Despite the issues with plot, pacing and character, atmosphere in Splice is top notch. The camera filter gives the film a blue-green tint that makes the audience feel like they’re submerged in a deep-sea sensory deprivation tank. Also, the limited cast and empty locales, such as the lab and Elsa’s farm, contribute to a foreboding sense of isolation that enhances the notion of hidden shame running through Splice. In addition to atmosphere, easily the film’s greatest achievement was Dren. As a mix of animal human DNA that is 75% human, 5% rat, 5% scorpion, 5% fish, 5% bat/bird and 5% gargoyle, Dren is suitably creepy and oddly alluring. Dren is designed as a sexy manticore, with enough humanity—of course, in the supple female form a la Species—to somehow seduce but lacking enough to make even the most open mind think twice. If Natali’s goal was to achieve the balance between seductive and unnerving, he succeeded ably with Dren.

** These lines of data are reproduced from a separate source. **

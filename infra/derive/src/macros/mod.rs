pub mod error;
pub mod rule;

use fxhash::FxHashSet;
use syn::Attribute;

/// Collects the trait names listed in `#[derive(...)]` attributes (last path segment).
pub fn derived_trait_names(attrs: &[Attribute]) -> FxHashSet<String> {
    let mut traits = FxHashSet::default();

    for attr in attrs.iter().filter(|attr| attr.path().is_ident("derive")) {
        let _ = attr.parse_nested_meta(|meta| {
            if let Some(segment) = meta.path.segments.last() {
                traits.insert(segment.ident.to_string());
            }
            Ok(())
        });
    }

    traits
}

If Dren and her “parents” exploits prove less then disturbing then this may be the flick for you. Otherwise, it is an acquired taste that most audiences won’t want to sample. Splice may have a wonderfully speculative, if creepy, moral conundrum at heart, but its stale plot, turgid pacing and distasteful characters will keep audiences at a distance. While it succeeds on atmosphere and “creature” effects, Splice tries to hard to ask questions that have been asked before while trying to creep its audience out. It succeeds more in the latter than the former, because I felt pretty slimy after leaving the theater.